Posted on: 15 November 2022
In life, you may sometimes have to make difficult decisions as you grow older. Unfortunately, some people start to lose their mental acuity and may need to think very carefully about their financial future and their estate. If you're in this situation, what type of support can you put in place that will help to manage your affairs should you not be in a position to do so?
Dealing with Powers of Attorney
In most cases, you should look at appointing a power of attorney. There are different ways to approach this task, and you can allocate various powers while also deciding when the work should commence in accordance with the terms.
For example, you may want to appoint an enduring power of attorney. This is a legal document that gives power to a separate individual to control your affairs if you are unable to do so yourself. You could also consider a general power of attorney, which is slightly different. This comes into force from the date it is signed but stops on the day you are judged by a medical professional to have lost mental capacity. In this case, you cannot make your own decisions.
Handling Financial and Medical Matters
You could give another individual (such as an accountant or lawyer) the power to handle your financial affairs. This could include the ability to buy or sell property, stocks and shares or other assets. It can also give power over your bank account and the ability to settle bills on your behalf. This could be particularly important when it comes to settling the affairs of your estate.

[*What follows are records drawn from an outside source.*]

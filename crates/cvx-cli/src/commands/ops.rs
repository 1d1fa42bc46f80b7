//! Capability table.

use anyhow::{Context, Result};
use serde::Serialize;

use cvx_compute::{OperationDescriptor, Registry};

use crate::OpsArgs;

#[derive(Serialize)]
struct OpRow {
    name: &'static str,
    class: &'static str,
    tolerance: u8,
    host_channels: Vec<u8>,
    gpu_channels: Option<Vec<u8>>,
    summary: &'static str,
}

impl From<&OperationDescriptor> for OpRow {
    fn from(desc: &OperationDescriptor) -> Self {
        Self {
            name: desc.name,
            class: desc.class.name(),
            tolerance: desc.tolerance(),
            host_channels: desc.host_channels.counts(),
            gpu_channels: desc.gpu_channels.map(|set| set.counts()),
            summary: desc.summary,
        }
    }
}

pub fn run(args: OpsArgs, verbose: bool) -> Result<()> {
    let registry = Registry::builtin();

    if args.json {
        let rows: Vec<OpRow> = registry.iter().map(OpRow::from).collect();
        let json = serde_json::to_string_pretty(&rows).context("Failed to serialize registry")?;
        println!("{json}");
        return Ok(());
    }

    println!("{:<15} {:<11} {:<6} {:<6} {:<6}", "operation", "class", "host", "gpu", "tol");
    for desc in registry.iter() {
        let gpu = desc
            .gpu_channels
            .map(|set| set.to_string())
            .unwrap_or_else(|| "-".into());
        println!(
            "{:<15} {:<11} {:<6} {:<6} {:<6}",
            desc.name,
            desc.class.name(),
            desc.host_channels.to_string(),
            gpu,
            desc.tolerance()
        );
        if verbose {
            println!("    {}", desc.summary);
        }
    }

    Ok(())
}
//! Single operation on a synthetic image.

use std::time::Instant;

use anyhow::{Context, Result};
use tracing::info;

use cvx_compute::{ExecOptions, OpParams};
use cvx_core::digest;

use crate::{DeviceArg, RunArgs};

/// Runs `args.op` and prints where it ran and what came out.
pub fn run(args: RunArgs, device: DeviceArg, verbose: bool) -> Result<()> {
    let proc = super::processor(device)?;

    let pattern = args.pattern.pattern();
    let input = pattern
        .generate(args.size, args.size, args.channels)
        .with_context(|| format!("Failed to generate {} input", pattern.name()))?;

    let params = OpParams::default()
        .thresh(args.thresh)
        .max_value(args.max_value)
        .threshold_type(args.threshold_type)
        .ksize(args.ksize)
        .scalar(args.scalar)
        .scale(args.alpha, args.beta)
        .flip(args.flip);
    let options = ExecOptions {
        prefer_backend: args.backend,
        validate_parity: args.parity,
    };

    let start = Instant::now();
    let outcome = proc
        .dispatch(&args.op, &input, &params, options)
        .with_context(|| format!("{} failed", args.op))?;
    let elapsed = start.elapsed();
    info!(op = %args.op, backend = %outcome.backend, ?elapsed, "run complete");

    let out = &outcome.image;
    println!("{}", args.op);
    println!(
        "  Input:      {} {}x{}x{}",
        pattern.name(),
        input.width(),
        input.height(),
        input.channels()
    );
    println!("  Output:     {}x{}x{}", out.width(), out.height(), out.channels());
    println!("  Backend:    {}", outcome.backend);
    if let Some(reason) = &outcome.host_reason {
        println!("  Host:       {reason}");
    }
    if let Some(fallback) = &outcome.fallback {
        println!("  Fallback:   {fallback}");
    }
    match &outcome.divergence {
        Some(divergence) => println!("  Divergence: {divergence}"),
        None if args.parity => println!("  Divergence: none"),
        None => {}
    }
    println!("  Digest:     {}", digest(out));

    if verbose {
        println!("  Device:     {}", proc.device_name().unwrap_or("none"));
        println!("  Time:       {:.3} ms", elapsed.as_secs_f64() * 1000.0);
    }

    Ok(())
}
//! Dispatch configuration.
//!
//! # Environment Variables
//!
//! - `CVX_BACKEND` - default backend preference (`auto`, `host`/`cpu`, `gpu`/`webgpu`/`wgpu`)
//! - `CVX_VALIDATE_PARITY` - run both backends and compare ("1" or "true")
//! - `CVX_GPU_TIMEOUT_MS` - abandon a GPU launch after this many milliseconds

use std::env;
use std::fmt;
use std::str::FromStr;
use std::time::Duration;

use tracing::warn;

use crate::ComputeError;

/// Which backend a call should try first.
#[derive(Debug, Clone, Copy, PartialEq, Eq, Default)]
pub enum Preference {
    /// GPU when a kernel and a device exist, host otherwise.
    #[default]
    Auto,
    /// Host only.
    Host,
    /// GPU requested explicitly. Still falls back to the host once on
    /// failure; an unusable GPU route is logged at `warn` instead of `debug`.
    Gpu,
}

impl Preference {
    pub fn name(self) -> &'static str {
        match self {
            Self::Auto => "auto",
            Self::Host => "host",
            Self::Gpu => "gpu",
        }
    }
}

impl FromStr for Preference {
    type Err = ComputeError;

    fn from_str(s: &str) -> Result<Self, Self::Err> {
        match s.trim().to_ascii_lowercase().as_str() {
            "auto" => Ok(Self::Auto),
            "host" | "cpu" => Ok(Self::Host),
            "gpu" | "webgpu" | "wgpu" => Ok(Self::Gpu),
            other => Err(ComputeError::InvalidParameter(format!(
                "unknown backend '{other}' (expected auto, host or gpu)"
            ))),
        }
    }
}

impl fmt::Display for Preference {
    fn fmt(&self, f: &mut fmt::Formatter<'_>) -> fmt::Result {
        f.write_str(self.name())
    }
}

/// Per-call options.
#[derive(Debug, Clone, Copy, PartialEq, Eq, Default)]
pub struct ExecOptions {
    pub prefer_backend: Preference,
    /// Run both backends, report a divergence, return the host result.
    pub validate_parity: bool,
}

impl ExecOptions {
    pub fn host() -> Self {
        Self {
            prefer_backend: Preference::Host,
            validate_parity: false,
        }
    }

    pub fn gpu() -> Self {
        Self {
            prefer_backend: Preference::Gpu,
            validate_parity: false,
        }
    }

    pub fn with_parity(mut self, enabled: bool) -> Self {
        self.validate_parity = enabled;
        self
    }
}

/// Dispatcher-wide settings.
#[derive(Debug, Clone, PartialEq, Eq, Default)]
pub struct DispatchConfig {
    /// Preference used when a call does not pass its own options.
    pub default_preference: Preference,
    /// Parity checking for calls without their own options.
    pub validate_parity: bool,
    /// Abandon a GPU launch after this long and fall back to the host.
    pub gpu_timeout: Option<Duration>,
}

impl DispatchConfig {
    /// Defaults overridden by `CVX_*` environment variables.
    ///
    /// Unparseable values are logged and ignored.
    pub fn from_env() -> Self {
        let mut config = Self::default();

        if let Ok(value) = env::var("CVX_BACKEND") {
            match value.parse() {
                Ok(pref) => config.default_preference = pref,
                Err(e) => warn!(value = %value, error = %e, "ignoring CVX_BACKEND, using auto"),
            }
        }

        if let Ok(value) = env::var("CVX_VALIDATE_PARITY") {
            config.validate_parity = value == "1" || value.eq_ignore_ascii_case("true");
        }

        if let Ok(value) = env::var("CVX_GPU_TIMEOUT_MS") {
            match value.parse::<u64>() {
                Ok(ms) if ms > 0 => config.gpu_timeout = Some(Duration::from_millis(ms)),
                _ => warn!(value = %value, "ignoring CVX_GPU_TIMEOUT_MS"),
            }
        }

        config
    }

    /// Options for a call that does not supply its own.
    pub fn default_options(&self) -> ExecOptions {
        ExecOptions {
            prefer_backend: self.default_preference,
            validate_parity: self.validate_parity,
        }
    }
}
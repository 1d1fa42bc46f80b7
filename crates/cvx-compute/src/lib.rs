//! Backend registry, dispatcher and compute kernels for cvx.
//!
//! Every operation has a host implementation (rayon) and, for a subset of
//! operations and channel counts, a compute kernel that runs on a
//! [`ComputeDevice`]. The dispatcher picks one per call and falls back to the
//! host exactly once when the device path fails.
//!
//! # Architecture
//!
//! ```text
//! Processor (named operations + typed helpers)
//!     └── Dispatcher
//!             ├── Registry (immutable, Arc-shared)
//!             ├── host backend (cpu_backend, rayon)
//!             └── ComputeDevice
//!                     ├── SoftwareDevice (rayon grid, one invocation per word)
//!                     └── WgpuDevice     (WGSL, feature "wgpu")
//! ```
//!
//! Kernels touch pixel memory only through [`cvx_core::WordBuffer::read_byte`]
//! and [`cvx_core::WordSlot::write_byte`] (or their WGSL twins in the shared
//! shader prologue).
//!
//! # Example
//!
//! ```
//! use cvx_compute::{OpParams, Processor};
//! use cvx_core::Pattern;
//!
//! let proc = Processor::builder().software_device().build().unwrap();
//! let img = Pattern::Gradient.generate(64, 64, 4).unwrap();
//!
//! let gray = proc.to_gray(&img).unwrap();
//! assert_eq!(gray.channels(), 1);
//!
//! let out = proc.execute("threshold", &gray, &OpParams::default().thresh(100)).unwrap();
//! assert!(out.data().iter().all(|&v| v == 0 || v == 255));
//! ```

pub mod backend;
pub mod config;
pub mod dispatch;
pub mod kernels;
pub mod params;
pub mod parity;
pub mod processor;
pub mod registry;
mod shaders;

pub use backend::{
    describe_backends, detect_backends, select_best_device, BackendInfo, BackendKind,
    ComputeDevice, DeviceLimits, Fault, KernelParams, SoftwareDevice,
};
#[cfg(feature = "wgpu")]
pub use backend::WgpuDevice;
pub use config::{DispatchConfig, ExecOptions, Preference};
pub use dispatch::{
    DispatchOutcome, DispatchStats, Dispatcher, FallbackReason, HostReason, StatsSnapshot,
};
pub use kernels::Kernel;
pub use params::{FlipMode, OpParams, ThresholdType};
pub use parity::{compare, Comparison, Divergence};
pub use processor::{Processor, ProcessorBuilder};
pub use registry::{
    CapabilityEntry, ChannelSet, OpClass, OpKind, OperationDescriptor, Registry, RegistryBuilder,
};

use std::time::Duration;

use thiserror::Error;

/// Errors raised by registry lookup, dispatch and compute devices.
///
/// Only [`UnknownOperation`](Self::UnknownOperation),
/// [`UnsupportedChannelCount`](Self::UnsupportedChannelCount) and
/// [`InvalidParameter`](Self::InvalidParameter) reach callers of
/// [`Dispatcher::execute`]; GPU failures are absorbed by the host fallback.
#[derive(Error, Debug, Clone, PartialEq)]
pub enum ComputeError {
    #[error("unknown operation: {0}")]
    UnknownOperation(String),

    #[error("operation {op} does not support {channels}-channel input")]
    UnsupportedChannelCount { op: String, channels: u8 },

    #[error("invalid parameter: {0}")]
    InvalidParameter(String),

    #[error("GPU unavailable: {0}")]
    GpuUnavailable(String),

    #[error("GPU kernel launch failed: {0}")]
    GpuLaunchFailed(String),

    #[error("GPU did not complete within {0:?}")]
    GpuTimeout(Duration),

    #[error("No suitable GPU adapter found")]
    NoAdapter,

    #[error("Failed to create device: {0}")]
    DeviceCreation(String),

    #[error("invalid registry: {0}")]
    InvalidRegistry(String),

    #[error(transparent)]
    Core(#[from] cvx_core::Error),
}

impl ComputeError {
    /// True for device-side failures the dispatcher recovers from by running
    /// the host implementation.
    pub fn is_gpu_failure(&self) -> bool {
        matches!(
            self,
            Self::GpuUnavailable(_)
                | Self::GpuLaunchFailed(_)
                | Self::GpuTimeout(_)
                | Self::NoAdapter
                | Self::DeviceCreation(_)
        )
    }

    /// True for errors that abort a call and are returned to the caller.
    pub fn is_fatal(&self) -> bool {
        !self.is_gpu_failure()
    }

    pub(crate) fn unsupported(op: &str, channels: u8) -> Self {
        Self::UnsupportedChannelCount {
            op: op.to_string(),
            channels,
        }
    }
}

pub type ComputeResult<T> = Result<T, ComputeError>;

#[cfg(test)]
mod tests {
    use super::*;

    #[test]
    fn test_error_classification() {
        assert!(ComputeError::GpuLaunchFailed("x".into()).is_gpu_failure());
        assert!(ComputeError::GpuTimeout(Duration::from_millis(5)).is_gpu_failure());
        assert!(ComputeError::NoAdapter.is_gpu_failure());
        assert!(ComputeError::UnknownOperation("blurr".into()).is_fatal());
        assert!(ComputeError::unsupported("sobel", 3).is_fatal());
    }

    #[test]
    fn test_core_error_converts() {
        let core = cvx_core::Error::unsupported_channels(2, "rgb_to_gray");
        let err: ComputeError = core.clone().into();
        assert_eq!(err, ComputeError::Core(core));
        assert!(err.is_fatal());
    }
}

Medical powers of attorney give another individual the authority to manage your health affairs, including the type of medical care you may receive.
Operating within the Rules
In every case, the entity appointed to make the decisions must operate within a strict set of guidelines. Clear will be a limit to what they can do and what they cannot do, but they will always need to act in your best interests. They must adhere to any specific written instructions that you have made prior to their appointment.
Remember that a will only comes into effect once you have died, and you will have appointed a separate executor to manage and distribute your assets.
Getting Expert Guidance
It's always best to discuss these options with a legal expert and other members of your immediate family. You will get better insight into the pros and cons of writing these powers of attorney and further guidance about handling your estate's distribution.